To do:
The answer must be a single number, namely how many lines in the entries below contain the string "StderrSink".

**** Supplied records

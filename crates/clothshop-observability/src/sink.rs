//! Destinations for rendered log lines.

use std::sync::{Arc, Mutex};

use crate::logging::LogLevel;

/// Where rendered log lines go.
///
/// The browser binding implements this over the devtools console.
pub trait LogSink: Send + Sync + 'static {
    fn write(&self, level: LogLevel, line: &str);
}

/// Writes every line to stderr.
#[derive(Debug, Clone, Copy, Default)]
pub struct StderrSink;

impl LogSink for StderrSink {
    fn write(&self, _level: LogLevel, line: &str) {
        eprintln!("{}", line);
    }
}

/// Keeps lines in memory. Clones share the same buffer.
#[derive(Debug, Clone, Default)]
pub struct MemorySink {
    lines: Arc<Mutex<Vec<String>>>,
}

impl MemorySink {
    pub fn new() -> Self {
        Self::default()
    }

    /// Lines written so far.
    pub fn lines(&self) -> Vec<String> {
        match self.lines.lock() {
            Ok(lines) => lines.clone(),
            Err(poisoned) => poisoned.into_inner().clone(),
        }
    }
}

impl LogSink for MemorySink {
    fn write(&self, _level: LogLevel, line: &str) {
        match self.lines.lock() {
            Ok(mut lines) => lines.push(line.to_string()),
            Err(poisoned) => poisoned.into_inner().push(line.to_string()),
        }
    }
}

********

Solution to this exercise:
2